Dataset entries:
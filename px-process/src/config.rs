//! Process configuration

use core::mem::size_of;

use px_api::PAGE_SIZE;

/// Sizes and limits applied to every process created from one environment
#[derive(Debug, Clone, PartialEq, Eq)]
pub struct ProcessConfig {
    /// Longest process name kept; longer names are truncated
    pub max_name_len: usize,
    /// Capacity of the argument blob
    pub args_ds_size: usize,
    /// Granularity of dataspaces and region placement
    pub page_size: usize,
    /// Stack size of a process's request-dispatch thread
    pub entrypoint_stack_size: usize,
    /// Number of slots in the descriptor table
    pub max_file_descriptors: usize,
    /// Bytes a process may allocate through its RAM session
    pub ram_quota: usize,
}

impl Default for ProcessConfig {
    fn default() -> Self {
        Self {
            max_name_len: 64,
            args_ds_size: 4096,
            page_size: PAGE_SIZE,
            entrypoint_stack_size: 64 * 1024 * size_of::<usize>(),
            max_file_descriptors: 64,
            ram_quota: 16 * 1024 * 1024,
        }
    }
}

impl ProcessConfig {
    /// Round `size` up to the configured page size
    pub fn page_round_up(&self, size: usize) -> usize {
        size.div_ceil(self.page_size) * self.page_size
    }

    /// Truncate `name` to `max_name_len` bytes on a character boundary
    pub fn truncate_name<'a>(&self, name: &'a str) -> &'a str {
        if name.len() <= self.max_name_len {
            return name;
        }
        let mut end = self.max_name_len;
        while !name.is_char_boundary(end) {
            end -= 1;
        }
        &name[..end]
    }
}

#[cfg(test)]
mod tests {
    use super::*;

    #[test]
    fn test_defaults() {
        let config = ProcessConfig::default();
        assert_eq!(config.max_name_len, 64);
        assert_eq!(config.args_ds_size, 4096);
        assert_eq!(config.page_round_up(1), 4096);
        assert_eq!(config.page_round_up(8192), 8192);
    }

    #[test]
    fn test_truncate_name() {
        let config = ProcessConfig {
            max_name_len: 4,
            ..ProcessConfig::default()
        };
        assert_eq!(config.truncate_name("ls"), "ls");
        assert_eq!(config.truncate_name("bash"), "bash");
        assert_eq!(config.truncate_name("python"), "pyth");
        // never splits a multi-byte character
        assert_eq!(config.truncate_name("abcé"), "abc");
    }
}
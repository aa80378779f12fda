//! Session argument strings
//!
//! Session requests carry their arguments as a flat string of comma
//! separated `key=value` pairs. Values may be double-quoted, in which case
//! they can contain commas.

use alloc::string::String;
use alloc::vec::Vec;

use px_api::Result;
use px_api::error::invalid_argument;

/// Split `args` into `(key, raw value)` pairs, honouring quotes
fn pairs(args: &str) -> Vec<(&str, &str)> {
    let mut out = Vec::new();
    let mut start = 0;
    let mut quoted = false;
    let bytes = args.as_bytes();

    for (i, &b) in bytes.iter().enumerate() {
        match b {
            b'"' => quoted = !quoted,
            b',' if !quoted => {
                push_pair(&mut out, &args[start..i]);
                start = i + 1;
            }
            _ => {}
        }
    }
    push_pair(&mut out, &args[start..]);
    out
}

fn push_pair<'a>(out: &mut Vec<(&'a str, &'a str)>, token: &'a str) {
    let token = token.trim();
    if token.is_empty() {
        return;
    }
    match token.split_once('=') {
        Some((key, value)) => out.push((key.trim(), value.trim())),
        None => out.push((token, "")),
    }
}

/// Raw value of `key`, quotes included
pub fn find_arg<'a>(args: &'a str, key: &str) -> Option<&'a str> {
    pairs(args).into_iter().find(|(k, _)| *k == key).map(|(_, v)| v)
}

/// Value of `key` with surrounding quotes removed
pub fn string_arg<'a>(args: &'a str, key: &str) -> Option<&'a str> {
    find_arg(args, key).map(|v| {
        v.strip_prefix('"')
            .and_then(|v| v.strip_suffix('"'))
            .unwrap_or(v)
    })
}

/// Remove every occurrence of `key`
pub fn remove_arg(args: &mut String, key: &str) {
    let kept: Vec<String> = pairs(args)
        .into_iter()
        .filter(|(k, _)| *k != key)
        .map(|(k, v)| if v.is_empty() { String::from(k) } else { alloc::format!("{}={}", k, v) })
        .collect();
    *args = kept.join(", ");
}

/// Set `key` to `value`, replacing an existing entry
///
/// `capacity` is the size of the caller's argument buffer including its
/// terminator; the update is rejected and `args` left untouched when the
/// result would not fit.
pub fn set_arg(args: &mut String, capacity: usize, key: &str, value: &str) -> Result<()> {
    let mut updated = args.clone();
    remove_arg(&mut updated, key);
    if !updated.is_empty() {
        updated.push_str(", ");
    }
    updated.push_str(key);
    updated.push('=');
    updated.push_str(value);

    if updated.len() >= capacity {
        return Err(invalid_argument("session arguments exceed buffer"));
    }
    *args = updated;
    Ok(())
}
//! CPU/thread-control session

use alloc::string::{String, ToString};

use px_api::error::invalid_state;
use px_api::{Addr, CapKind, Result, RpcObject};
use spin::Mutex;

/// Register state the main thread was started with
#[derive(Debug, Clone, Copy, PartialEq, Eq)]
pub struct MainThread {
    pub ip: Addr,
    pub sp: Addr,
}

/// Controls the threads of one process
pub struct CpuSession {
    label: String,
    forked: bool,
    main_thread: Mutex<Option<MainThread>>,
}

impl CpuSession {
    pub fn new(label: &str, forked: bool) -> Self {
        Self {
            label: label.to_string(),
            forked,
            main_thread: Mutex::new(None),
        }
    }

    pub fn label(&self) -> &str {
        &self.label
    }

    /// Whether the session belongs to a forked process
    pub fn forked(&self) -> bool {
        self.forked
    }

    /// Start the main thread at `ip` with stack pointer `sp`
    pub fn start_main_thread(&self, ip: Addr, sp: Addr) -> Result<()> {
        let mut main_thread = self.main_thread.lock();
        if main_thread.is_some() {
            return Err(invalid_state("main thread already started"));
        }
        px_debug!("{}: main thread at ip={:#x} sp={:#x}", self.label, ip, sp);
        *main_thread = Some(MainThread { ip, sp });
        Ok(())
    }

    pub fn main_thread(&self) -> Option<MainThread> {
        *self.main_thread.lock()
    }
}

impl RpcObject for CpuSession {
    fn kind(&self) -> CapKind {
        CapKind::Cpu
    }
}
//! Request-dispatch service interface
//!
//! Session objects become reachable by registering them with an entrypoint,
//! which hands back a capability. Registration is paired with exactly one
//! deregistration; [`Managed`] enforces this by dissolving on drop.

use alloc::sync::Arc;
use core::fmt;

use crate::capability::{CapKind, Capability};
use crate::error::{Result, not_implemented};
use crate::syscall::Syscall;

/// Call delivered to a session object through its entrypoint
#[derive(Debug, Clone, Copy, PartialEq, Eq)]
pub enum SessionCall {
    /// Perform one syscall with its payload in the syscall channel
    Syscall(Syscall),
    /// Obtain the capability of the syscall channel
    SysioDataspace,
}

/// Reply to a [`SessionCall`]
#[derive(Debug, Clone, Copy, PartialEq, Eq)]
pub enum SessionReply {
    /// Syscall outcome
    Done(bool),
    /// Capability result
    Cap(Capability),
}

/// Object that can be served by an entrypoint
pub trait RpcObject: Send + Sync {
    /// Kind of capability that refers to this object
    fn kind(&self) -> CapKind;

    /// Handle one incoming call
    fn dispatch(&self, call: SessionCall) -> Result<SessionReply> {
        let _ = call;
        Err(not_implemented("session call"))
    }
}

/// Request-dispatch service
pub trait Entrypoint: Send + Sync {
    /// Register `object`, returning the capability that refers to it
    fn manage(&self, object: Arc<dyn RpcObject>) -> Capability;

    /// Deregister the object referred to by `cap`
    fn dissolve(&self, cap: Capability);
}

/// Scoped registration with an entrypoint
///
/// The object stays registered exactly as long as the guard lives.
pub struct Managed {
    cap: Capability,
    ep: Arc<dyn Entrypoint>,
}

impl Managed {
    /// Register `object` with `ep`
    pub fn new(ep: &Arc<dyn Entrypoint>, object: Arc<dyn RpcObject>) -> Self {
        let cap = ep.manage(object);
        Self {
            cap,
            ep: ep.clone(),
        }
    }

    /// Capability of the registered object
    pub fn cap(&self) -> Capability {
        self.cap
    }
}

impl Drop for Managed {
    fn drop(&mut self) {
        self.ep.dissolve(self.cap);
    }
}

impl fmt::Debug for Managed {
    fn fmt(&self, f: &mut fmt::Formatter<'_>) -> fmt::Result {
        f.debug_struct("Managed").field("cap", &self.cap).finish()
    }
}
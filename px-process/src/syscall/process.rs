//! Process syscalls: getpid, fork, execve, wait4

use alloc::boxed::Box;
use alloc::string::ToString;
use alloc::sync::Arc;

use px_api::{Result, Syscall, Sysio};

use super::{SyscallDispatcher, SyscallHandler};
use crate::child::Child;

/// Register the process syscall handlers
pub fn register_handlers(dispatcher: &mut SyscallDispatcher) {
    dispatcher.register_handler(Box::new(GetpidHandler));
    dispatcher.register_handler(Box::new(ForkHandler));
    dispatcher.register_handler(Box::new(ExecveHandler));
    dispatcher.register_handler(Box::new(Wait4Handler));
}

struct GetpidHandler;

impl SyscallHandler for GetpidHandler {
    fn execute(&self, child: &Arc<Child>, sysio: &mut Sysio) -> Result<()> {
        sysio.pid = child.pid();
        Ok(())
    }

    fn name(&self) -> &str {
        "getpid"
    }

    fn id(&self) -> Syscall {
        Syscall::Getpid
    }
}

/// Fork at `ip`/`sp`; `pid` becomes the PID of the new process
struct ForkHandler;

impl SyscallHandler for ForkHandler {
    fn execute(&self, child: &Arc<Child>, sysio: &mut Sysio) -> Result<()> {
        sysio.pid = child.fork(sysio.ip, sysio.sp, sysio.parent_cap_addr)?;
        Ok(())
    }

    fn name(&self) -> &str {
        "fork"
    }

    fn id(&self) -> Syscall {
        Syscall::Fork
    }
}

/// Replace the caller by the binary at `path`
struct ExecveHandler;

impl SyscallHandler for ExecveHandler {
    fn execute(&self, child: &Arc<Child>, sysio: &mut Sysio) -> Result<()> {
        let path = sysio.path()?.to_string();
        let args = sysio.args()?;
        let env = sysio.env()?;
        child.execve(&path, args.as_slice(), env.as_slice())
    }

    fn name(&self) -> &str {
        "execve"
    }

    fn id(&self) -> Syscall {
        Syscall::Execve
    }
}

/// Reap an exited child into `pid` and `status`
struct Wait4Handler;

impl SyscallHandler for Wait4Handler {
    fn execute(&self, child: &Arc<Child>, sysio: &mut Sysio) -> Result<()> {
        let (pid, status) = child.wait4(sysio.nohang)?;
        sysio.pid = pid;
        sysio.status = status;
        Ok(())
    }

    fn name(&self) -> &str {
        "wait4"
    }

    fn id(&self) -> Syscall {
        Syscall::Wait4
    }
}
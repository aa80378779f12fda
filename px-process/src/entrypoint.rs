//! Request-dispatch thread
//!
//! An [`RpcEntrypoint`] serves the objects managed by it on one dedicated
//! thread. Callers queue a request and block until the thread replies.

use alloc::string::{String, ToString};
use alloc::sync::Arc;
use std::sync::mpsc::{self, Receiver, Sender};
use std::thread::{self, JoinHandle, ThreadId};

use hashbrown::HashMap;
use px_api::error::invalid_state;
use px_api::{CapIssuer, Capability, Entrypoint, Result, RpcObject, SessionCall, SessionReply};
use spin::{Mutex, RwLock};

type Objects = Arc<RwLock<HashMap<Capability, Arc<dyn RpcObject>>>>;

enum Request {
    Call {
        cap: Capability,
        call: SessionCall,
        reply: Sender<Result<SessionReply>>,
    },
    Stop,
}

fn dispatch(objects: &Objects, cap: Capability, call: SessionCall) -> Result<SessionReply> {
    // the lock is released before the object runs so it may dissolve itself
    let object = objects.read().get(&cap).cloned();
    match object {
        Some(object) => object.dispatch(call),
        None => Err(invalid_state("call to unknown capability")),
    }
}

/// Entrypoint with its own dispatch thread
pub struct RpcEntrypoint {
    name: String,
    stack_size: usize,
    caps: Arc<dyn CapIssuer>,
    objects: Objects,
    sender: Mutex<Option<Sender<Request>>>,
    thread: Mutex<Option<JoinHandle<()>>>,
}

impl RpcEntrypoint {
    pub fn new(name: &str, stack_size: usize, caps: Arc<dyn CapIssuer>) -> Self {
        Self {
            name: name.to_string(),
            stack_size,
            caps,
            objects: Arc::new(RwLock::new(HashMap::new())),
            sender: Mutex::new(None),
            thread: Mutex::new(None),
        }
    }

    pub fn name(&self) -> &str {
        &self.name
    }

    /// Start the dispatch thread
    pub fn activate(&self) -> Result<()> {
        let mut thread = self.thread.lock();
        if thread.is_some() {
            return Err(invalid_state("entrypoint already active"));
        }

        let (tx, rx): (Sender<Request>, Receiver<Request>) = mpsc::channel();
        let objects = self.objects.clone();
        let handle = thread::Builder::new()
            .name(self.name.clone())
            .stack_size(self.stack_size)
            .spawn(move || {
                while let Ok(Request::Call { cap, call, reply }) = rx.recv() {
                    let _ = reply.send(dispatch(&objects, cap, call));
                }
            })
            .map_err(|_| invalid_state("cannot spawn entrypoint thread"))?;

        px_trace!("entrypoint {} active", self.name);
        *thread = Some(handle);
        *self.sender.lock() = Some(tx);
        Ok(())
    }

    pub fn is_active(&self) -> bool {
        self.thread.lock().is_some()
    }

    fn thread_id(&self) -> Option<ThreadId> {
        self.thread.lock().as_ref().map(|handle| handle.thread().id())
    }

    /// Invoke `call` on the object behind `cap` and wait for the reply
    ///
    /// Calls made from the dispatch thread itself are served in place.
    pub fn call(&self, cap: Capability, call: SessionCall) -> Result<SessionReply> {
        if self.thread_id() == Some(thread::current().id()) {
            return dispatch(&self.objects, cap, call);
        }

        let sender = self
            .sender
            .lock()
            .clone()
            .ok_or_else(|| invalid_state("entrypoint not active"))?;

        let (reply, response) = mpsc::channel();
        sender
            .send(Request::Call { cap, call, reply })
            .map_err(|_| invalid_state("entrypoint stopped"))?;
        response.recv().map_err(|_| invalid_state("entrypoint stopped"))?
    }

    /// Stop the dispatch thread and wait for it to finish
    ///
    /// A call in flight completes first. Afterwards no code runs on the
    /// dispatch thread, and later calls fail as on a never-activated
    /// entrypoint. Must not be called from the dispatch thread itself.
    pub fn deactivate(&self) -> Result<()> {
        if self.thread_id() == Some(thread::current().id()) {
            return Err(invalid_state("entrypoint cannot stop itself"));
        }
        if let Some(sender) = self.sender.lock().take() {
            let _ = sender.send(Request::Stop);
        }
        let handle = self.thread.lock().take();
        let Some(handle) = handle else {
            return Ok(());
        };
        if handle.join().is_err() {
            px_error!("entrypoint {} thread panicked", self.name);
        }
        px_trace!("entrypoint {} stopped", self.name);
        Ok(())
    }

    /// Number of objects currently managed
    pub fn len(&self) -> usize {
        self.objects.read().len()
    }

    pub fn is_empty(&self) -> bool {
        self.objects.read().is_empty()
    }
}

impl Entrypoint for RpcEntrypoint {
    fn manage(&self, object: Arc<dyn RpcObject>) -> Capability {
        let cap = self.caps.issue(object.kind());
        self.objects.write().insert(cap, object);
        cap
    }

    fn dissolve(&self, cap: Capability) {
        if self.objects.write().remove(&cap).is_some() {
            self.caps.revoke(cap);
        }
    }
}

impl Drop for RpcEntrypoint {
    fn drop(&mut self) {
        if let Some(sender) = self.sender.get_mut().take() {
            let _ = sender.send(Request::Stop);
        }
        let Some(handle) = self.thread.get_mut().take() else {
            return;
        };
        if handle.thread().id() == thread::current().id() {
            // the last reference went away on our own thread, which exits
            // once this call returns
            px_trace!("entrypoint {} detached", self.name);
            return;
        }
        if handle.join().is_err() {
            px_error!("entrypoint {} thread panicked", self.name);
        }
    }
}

Task instructions: Copy whichever lines of the records above contain the word "SessionReply".

Written solution:
pub enum SessionReply {
    fn dispatch(&self, call: SessionCall) -> Result<SessionReply> {
use px_api::{CapIssuer, Capability, Entrypoint, Result, RpcObject, SessionCall, SessionReply};
        reply: Sender<Result<SessionReply>>,
fn dispatch(objects: &Objects, cap: Capability, call: SessionCall) -> Result<SessionReply> {
    pub fn call(&self, cap: Capability, call: SessionCall) -> Result<SessionReply> {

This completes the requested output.